→ What you are asked to do: Using the entries that follow, collect the lines where the word "itself" appears.

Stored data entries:
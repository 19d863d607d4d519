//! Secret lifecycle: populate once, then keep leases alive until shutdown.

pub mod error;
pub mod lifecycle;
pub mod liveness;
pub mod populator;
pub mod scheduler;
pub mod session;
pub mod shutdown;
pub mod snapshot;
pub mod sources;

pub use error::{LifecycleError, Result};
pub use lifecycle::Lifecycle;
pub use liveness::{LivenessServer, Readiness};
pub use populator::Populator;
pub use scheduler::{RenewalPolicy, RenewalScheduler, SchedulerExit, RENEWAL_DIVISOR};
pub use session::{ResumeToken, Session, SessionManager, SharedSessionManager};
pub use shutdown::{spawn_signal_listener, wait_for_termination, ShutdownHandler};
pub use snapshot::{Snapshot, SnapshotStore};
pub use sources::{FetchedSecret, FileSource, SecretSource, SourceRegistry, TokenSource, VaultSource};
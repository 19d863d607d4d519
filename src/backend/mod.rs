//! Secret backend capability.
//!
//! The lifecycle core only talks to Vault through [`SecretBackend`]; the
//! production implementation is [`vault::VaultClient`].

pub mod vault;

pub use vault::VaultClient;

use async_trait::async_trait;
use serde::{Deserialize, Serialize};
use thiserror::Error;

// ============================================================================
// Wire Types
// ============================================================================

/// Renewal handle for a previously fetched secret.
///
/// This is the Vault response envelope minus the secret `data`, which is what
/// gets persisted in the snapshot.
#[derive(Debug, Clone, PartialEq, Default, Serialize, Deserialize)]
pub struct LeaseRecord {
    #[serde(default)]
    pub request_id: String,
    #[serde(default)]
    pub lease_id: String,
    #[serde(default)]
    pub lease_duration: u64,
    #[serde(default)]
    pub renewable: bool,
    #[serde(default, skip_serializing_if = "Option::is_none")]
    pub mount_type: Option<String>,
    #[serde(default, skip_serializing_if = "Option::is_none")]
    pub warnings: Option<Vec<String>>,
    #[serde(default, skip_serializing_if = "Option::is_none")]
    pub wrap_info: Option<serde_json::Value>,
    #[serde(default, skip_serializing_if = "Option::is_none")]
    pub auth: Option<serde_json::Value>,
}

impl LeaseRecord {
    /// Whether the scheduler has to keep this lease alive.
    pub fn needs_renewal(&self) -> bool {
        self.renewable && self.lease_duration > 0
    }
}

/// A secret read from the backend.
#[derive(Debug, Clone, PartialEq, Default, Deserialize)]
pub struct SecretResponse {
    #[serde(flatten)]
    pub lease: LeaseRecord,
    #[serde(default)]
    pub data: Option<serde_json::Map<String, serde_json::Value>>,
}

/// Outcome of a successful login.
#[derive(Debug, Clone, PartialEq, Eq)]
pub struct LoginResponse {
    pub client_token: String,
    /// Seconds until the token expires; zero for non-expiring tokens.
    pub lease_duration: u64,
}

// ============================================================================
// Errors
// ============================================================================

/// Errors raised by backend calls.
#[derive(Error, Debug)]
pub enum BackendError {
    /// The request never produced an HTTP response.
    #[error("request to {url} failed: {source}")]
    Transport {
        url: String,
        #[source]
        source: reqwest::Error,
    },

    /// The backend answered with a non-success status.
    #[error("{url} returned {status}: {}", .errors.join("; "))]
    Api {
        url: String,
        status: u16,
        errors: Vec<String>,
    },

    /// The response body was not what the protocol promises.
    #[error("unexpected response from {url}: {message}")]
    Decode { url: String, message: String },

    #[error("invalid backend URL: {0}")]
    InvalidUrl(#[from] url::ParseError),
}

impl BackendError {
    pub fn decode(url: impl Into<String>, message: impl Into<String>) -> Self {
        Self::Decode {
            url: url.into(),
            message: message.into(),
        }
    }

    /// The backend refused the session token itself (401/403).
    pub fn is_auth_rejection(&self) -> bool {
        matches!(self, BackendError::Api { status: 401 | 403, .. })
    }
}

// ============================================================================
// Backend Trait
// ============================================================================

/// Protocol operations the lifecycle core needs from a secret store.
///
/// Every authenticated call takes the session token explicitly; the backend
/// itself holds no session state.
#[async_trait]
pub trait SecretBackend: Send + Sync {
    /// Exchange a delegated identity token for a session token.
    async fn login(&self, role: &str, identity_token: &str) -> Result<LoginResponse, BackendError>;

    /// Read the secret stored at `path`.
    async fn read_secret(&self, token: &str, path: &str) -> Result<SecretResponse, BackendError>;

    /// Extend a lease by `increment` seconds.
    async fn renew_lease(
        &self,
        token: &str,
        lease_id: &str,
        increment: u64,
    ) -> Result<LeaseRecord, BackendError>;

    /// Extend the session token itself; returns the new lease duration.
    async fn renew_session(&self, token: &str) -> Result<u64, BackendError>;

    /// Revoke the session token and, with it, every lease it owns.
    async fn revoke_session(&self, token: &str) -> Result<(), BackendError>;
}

→ Your solution:
    /// The backend refused the session token itself (401/403).
/// itself holds no session state.
    /// Extend the session token itself; returns the new lease duration.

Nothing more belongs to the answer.